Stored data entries
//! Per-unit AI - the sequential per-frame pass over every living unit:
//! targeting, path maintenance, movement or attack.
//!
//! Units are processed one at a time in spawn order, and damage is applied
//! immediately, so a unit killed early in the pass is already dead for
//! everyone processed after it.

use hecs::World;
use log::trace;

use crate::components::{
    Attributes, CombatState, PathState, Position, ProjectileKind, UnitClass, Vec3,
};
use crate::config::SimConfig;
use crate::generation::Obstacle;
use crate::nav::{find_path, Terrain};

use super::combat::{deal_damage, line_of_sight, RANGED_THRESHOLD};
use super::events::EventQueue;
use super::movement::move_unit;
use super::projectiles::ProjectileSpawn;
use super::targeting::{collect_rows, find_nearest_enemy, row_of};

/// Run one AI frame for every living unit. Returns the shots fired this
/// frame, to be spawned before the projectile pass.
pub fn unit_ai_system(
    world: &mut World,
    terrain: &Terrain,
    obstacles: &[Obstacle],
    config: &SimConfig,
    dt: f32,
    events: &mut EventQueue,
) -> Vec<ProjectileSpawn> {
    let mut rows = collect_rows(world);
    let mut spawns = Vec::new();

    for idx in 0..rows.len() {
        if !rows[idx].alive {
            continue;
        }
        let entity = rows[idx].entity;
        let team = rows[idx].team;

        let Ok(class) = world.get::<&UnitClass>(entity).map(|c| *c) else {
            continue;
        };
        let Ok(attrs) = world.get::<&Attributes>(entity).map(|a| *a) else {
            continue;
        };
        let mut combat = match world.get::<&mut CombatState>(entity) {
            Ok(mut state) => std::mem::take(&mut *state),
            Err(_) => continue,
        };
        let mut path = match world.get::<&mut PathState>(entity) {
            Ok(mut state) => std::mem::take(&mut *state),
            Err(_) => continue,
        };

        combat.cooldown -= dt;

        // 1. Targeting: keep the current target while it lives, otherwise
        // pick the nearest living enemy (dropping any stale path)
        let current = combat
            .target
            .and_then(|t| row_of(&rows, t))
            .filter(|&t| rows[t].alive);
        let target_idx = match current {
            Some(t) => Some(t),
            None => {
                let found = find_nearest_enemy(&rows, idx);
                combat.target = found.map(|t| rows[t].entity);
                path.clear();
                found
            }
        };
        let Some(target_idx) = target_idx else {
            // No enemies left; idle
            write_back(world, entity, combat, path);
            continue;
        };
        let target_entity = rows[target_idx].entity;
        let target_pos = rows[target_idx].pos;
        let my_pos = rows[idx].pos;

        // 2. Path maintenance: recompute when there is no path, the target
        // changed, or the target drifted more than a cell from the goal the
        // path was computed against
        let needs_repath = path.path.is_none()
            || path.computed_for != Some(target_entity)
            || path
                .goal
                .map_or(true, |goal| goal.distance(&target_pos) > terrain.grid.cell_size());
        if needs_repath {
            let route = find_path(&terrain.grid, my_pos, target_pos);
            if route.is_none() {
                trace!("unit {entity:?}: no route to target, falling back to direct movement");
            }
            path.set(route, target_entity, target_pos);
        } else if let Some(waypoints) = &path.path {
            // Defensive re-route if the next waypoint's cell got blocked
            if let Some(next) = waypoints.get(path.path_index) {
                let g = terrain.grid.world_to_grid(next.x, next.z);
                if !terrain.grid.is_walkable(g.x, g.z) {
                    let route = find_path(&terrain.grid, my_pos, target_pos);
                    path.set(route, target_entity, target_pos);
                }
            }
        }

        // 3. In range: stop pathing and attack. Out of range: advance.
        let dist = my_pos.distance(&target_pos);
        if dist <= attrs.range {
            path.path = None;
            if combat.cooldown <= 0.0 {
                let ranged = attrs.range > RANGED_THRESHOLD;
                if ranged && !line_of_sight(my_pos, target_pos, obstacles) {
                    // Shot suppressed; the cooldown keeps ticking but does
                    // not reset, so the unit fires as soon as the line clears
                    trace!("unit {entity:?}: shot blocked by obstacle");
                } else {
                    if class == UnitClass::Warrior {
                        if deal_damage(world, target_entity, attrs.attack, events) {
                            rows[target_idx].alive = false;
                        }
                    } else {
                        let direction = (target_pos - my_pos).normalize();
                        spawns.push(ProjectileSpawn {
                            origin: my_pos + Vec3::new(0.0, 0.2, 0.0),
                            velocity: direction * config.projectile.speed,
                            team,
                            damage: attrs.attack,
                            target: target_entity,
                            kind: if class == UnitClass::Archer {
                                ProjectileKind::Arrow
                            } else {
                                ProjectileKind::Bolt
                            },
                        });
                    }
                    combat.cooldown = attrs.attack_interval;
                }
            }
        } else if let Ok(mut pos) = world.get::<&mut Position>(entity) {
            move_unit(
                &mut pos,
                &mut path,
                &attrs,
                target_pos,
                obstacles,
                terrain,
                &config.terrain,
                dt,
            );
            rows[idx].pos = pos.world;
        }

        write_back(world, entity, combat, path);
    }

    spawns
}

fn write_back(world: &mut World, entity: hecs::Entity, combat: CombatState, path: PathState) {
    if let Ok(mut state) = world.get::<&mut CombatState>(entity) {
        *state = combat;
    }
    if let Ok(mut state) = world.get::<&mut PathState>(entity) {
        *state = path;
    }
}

● **PROMPT**:
Your task is to gather all lines from the entries above that hold the word "maintenance".

● **ANSWER SPACE**:
//! targeting, path maintenance, movement or attack.
        // 2. Path maintenance: recompute when there is no path, the target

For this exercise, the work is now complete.